Kubernetes Architecture

Cluster Architecture

Cluster-Architecture

Each Kubernetes cluster has a master node (control plane) and one or more worker nodes. It's responsible for managing the cluster, while the worker nodes (Nodes) are responsible for hosting application as containers and running the applications.

Kubernetes supports other runtime engines that adhere to the OCI standards, like containerd or Rocket, so it is not necessary to install Docker before installing Kubernetes.

Here is an overview of Kubernetes cluster.

The cluster has master and worker nodes, both serve different purposes.
Master node
- ETCD Cluster is used to store information regarding the cluster.
- kube-controller-manager is used to manage various controllers, each controller, each controller has different functions to take care of its side.
- kube-scheduler is used to identify and schedule the pods on nodes.
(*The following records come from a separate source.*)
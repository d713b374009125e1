//! The `sync` command: reconcile BUILD files in place.

use super::GlobalOptions;
use super::common::{load_workspace, print_report, print_summary};
use crate::sync::{SyncEngine, SyncOptions};
use crate::utils::progress::ProgressReporter;
use crate::walk::expand_paths;
use anyhow::Result;
use clap::Args;
use tracing::debug;

/// Rewrite BUILD files so their `srcs` and `deps` match the Go sources.
#[derive(Args)]
pub struct SyncCommand {
    /// Directories, files, labels, or `...` wildcards to process. Defaults
    /// to the whole workspace.
    paths: Vec<String>,

    /// Compute and report changes without writing any file.
    #[arg(long)]
    dry_run: bool,
}

impl SyncCommand {
    /// Runs the command and returns the process exit code: 0 on success, 1
    /// when any directory failed.
    ///
    /// # Errors
    ///
    /// Fails on configuration problems and on unreadable path arguments;
    /// per-directory failures are reported and summarized instead.
    pub async fn execute(self, global: &GlobalOptions) -> Result<i32> {
        let ws = load_workspace(global.root.as_deref())?;
        let dirs = expand_paths(&ws.root, &ws.original_wd, &self.paths, &ws.config)?;
        debug!("processing {} package directories", dirs.len());

        let options = SyncOptions {
            dry_run: self.dry_run,
            jobs: global.jobs.unwrap_or_else(|| SyncOptions::default().jobs),
        };
        let progress = ProgressReporter::new(
            dirs.len() as u64,
            !global.quiet && !global.no_progress,
        );
        let engine = SyncEngine::new(ws.root, ws.config)?;
        let report = engine.run(dirs, &options, &progress).await;

        print_report(&report, global.quiet);
        if !self.dry_run {
            print_summary(&report, global.quiet);
        }
        Ok(i32::from(report.has_failures()))
    }
}
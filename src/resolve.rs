//! Import path to build label resolution.
//!
//! Given a raw Go import path, the resolver decides which build target
//! provides it:
//!
//! 1. Standard-library imports (`fmt`, `net/http`) need no build dependency
//!    and resolve to [`Resolution::Stdlib`].
//! 2. Imports covered by the workspace's own module map to a workspace
//!    directory; the rule that actually provides the package is discovered
//!    through the [`ProviderLookup`] capability, because a directory can hold
//!    several rules and only its BUILD file knows which one owns the Go
//!    package.
//! 3. Imports covered by a known third-party module map into the configured
//!    third-party directory, with the module path flattened into a single
//!    directory token (`github.com/example/module` becomes
//!    `github.com_example_module`).
//! 4. Everything else is [`Resolution::Unresolved`]: recorded and reported,
//!    never fatal, because unmapped imports can be intentional (generated
//!    code, build-tag-only files).
//!
//! The resolver itself never touches the filesystem; all file knowledge comes
//! in through [`ProviderLookup`] and the registry.

use anyhow::Result;
use serde::Serialize;
use tracing::trace;

use crate::core::DepsyncError;
use crate::label::BuildLabel;
use crate::registry::ModuleRegistry;

/// Capability for discovering which rule in a directory provides its Go
/// package.
///
/// Implemented by the rule-file layer; resolution only needs the rule name.
/// `Ok(None)` means the directory has no providing rule yet, which makes the
/// import a candidate for rule creation rather than an error.
pub trait ProviderLookup {
    /// Returns the name of the rule providing the Go package in `dir`
    /// (workspace-relative), or `None` when no rule provides it.
    ///
    /// # Errors
    ///
    /// Fails when the directory's BUILD file cannot be read or parsed, or
    /// when several rules could provide the package
    /// ([`DepsyncError::AmbiguousProvider`]).
    fn providing_rule(&self, dir: &str) -> Result<Option<String>>;
}

/// Why an import could not be mapped to a target.
#[derive(Debug, Clone, Copy, PartialEq, Eq, Serialize)]
#[serde(rename_all = "snake_case")]
pub enum UnresolvedReason {
    /// No configured module covers the import path.
    UnknownModule,
    /// The import maps to a workspace directory with no providing rule.
    NoProvidingRule,
    /// The import maps to a workspace directory with several candidate rules.
    AmbiguousProvider,
}

impl std::fmt::Display for UnresolvedReason {
    fn fmt(&self, f: &mut std::fmt::Formatter<'_>) -> std::fmt::Result {
        let text = match self {
            Self::UnknownModule => "no known module covers this import",
            Self::NoProvidingRule => "no rule provides this package",
            Self::AmbiguousProvider => "several rules could provide this package",
        };
        write!(f, "{text}")
    }
}

/// An import the resolver could not map to a target, with the reason.
#[derive(Debug, Clone, PartialEq, Eq, Serialize)]
pub struct UnresolvedImport {
    /// The raw import path.
    pub import: String,
    /// Why resolution failed.
    pub reason: UnresolvedReason,
}

/// Outcome of resolving one import path.
#[derive(Debug, Clone, PartialEq, Eq)]
pub enum Resolution {
    /// The import is provided by this build target.
    Target(BuildLabel),
    /// Standard-library import; no dependency required.
    Stdlib,
    /// No target could be determined.
    Unresolved(UnresolvedImport),
}

/// Resolves a raw import path to a build target address.
///
/// `third_party_dir` is the workspace-relative directory third-party module
/// rules live under (typically `third_party/go`).
///
/// # Errors
///
/// Only structural failures propagate (an unreadable or unparseable BUILD
/// file encountered through `lookup`). "No match" outcomes are values, not
/// errors.
pub fn resolve(
    import_path: &str,
    registry: &ModuleRegistry,
    lookup: &dyn ProviderLookup,
    third_party_dir: &str,
) -> Result<Resolution> {
    let Some(matched) = registry.classify(import_path) else {
        if is_stdlib(import_path) {
            trace!("{import_path}: standard library, skipping");
            return Ok(Resolution::Stdlib);
        }
        trace!("{import_path}: no known module");
        return Ok(Resolution::Unresolved(UnresolvedImport {
            import: import_path.to_string(),
            reason: UnresolvedReason::UnknownModule,
        }));
    };

    if matched.is_local {
        return resolve_local(import_path, matched.module, lookup);
    }

    // Third-party: the module root maps to one directory under
    // third_party_dir, submodule packages become target names inside it.
    let flattened = matched.module.replace('/', "_");
    let package = format!("{third_party_dir}/{flattened}");
    let name = match import_path.strip_prefix(matched.module) {
        Some("") | None => "module".to_string(),
        Some(rest) => rest.trim_start_matches('/').to_string(),
    };
    trace!("{import_path}: third-party module {}", matched.module);
    Ok(Resolution::Target(BuildLabel::new(package, name)))
}

/// Resolves an import covered by the workspace's own module.
fn resolve_local(
    import_path: &str,
    module: &str,
    lookup: &dyn ProviderLookup,
) -> Result<Resolution> {
    let dir = match import_path.strip_prefix(module) {
        Some("") | None => ".",
        Some(rest) => rest.trim_start_matches('/'),
    };
    match lookup.providing_rule(dir) {
        Ok(Some(rule)) => {
            trace!("{import_path}: provided by //{dir}:{rule}");
            Ok(Resolution::Target(BuildLabel::new(dir, rule)))
        }
        Ok(None) => Ok(Resolution::Unresolved(UnresolvedImport {
            import: import_path.to_string(),
            reason: UnresolvedReason::NoProvidingRule,
        })),
        Err(err) => {
            if let Some(DepsyncError::AmbiguousProvider { .. }) =
                err.downcast_ref::<DepsyncError>()
            {
                return Ok(Resolution::Unresolved(UnresolvedImport {
                    import: import_path.to_string(),
                    reason: UnresolvedReason::AmbiguousProvider,
                }));
            }
            Err(err)
        }
    }
}

/// Whether an import path names a standard-library package.
///
/// Hosted modules always start with a dotted domain (`github.com/...`);
/// standard-library paths never do. This also covers the `C` pseudo-package
/// used by cgo.
fn is_stdlib(import_path: &str) -> bool {
    let first = import_path.split('/').next().unwrap_or(import_path);
    !first.contains('.')
}
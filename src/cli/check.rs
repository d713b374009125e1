//! The `check` command: read-only drift detection, suitable for CI.

use super::GlobalOptions;
use super::common::{load_workspace, print_report};
use crate::sync::{SyncEngine, SyncOptions};
use crate::utils::progress::ProgressReporter;
use crate::walk::expand_paths;
use anyhow::{Context, Result};
use clap::{Args, ValueEnum};
use colored::Colorize;

/// Output format for the drift report.
#[derive(Debug, Clone, Copy, PartialEq, Eq, ValueEnum)]
pub enum OutputFormat {
    Text,
    Json,
}

/// Report BUILD files whose `srcs`/`deps` no longer match the sources.
///
/// Never writes. Exits 1 when anything is out of sync, 2 when a directory
/// could not be processed at all.
#[derive(Args)]
pub struct CheckCommand {
    /// Directories, files, labels, or `...` wildcards to check. Defaults to
    /// the whole workspace.
    paths: Vec<String>,

    /// Report format.
    #[arg(long, value_enum, default_value_t = OutputFormat::Text)]
    format: OutputFormat,
}

impl CheckCommand {
    /// Runs the command and returns the process exit code.
    ///
    /// # Errors
    ///
    /// Fails on configuration problems and on unreadable path arguments.
    pub async fn execute(self, global: &GlobalOptions) -> Result<i32> {
        let ws = load_workspace(global.root.as_deref())?;
        let dirs = expand_paths(&ws.root, &ws.original_wd, &self.paths, &ws.config)?;

        let options = SyncOptions {
            dry_run: true,
            jobs: global.jobs.unwrap_or_else(|| SyncOptions::default().jobs),
        };
        let progress = ProgressReporter::new(
            dirs.len() as u64,
            !global.quiet && !global.no_progress && self.format == OutputFormat::Text,
        );
        let engine = SyncEngine::new(ws.root, ws.config)?;
        let report = engine.run(dirs, &options, &progress).await;

        match self.format {
            OutputFormat::Json => {
                let rendered = serde_json::to_string_pretty(&report)
                    .context("failed to serialize report")?;
                println!("{rendered}");
            }
            OutputFormat::Text => {
                print_report(&report, global.quiet);
                if !global.quiet && !report.has_drift() && !report.has_failures() {
                    println!("{}", "all BUILD files up to date".green());
                }
            }
        }

        if report.has_failures() {
            return Ok(2);
        }
        Ok(i32::from(report.has_drift()))
    }
}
It only decides which pod goes to which node.
- kube-apiserver is used to orchestrate (manage) all cluster operations and it's the primary management component in Kubernetes which acts as the frontend to the cluster.
Worker node
- kubelet is used to register the node with the kube-apiserver. It will create the pod on the node when it receives the instructions from the kube-apiserver, and monitor the node and container/pod state.
- kube-proxy is used to create appropriate routing rules when a new service is created to establish communication between containers via services within the cluster.

Cluster

A cluster is a set of nodes grouped, with multiple nodes within a cluster, it can help to distribute or share the workload as well. As a result, your application will still be accessible even if one of the nodes fails.

Nodes

A node is a worker machine, it can be either a physical or virtual one depending on the Kubernetes cluster. Each of the node is managed by the control plane (master node) and a node can have multiple pods within it. This is where containers will be launched by Kubernetes.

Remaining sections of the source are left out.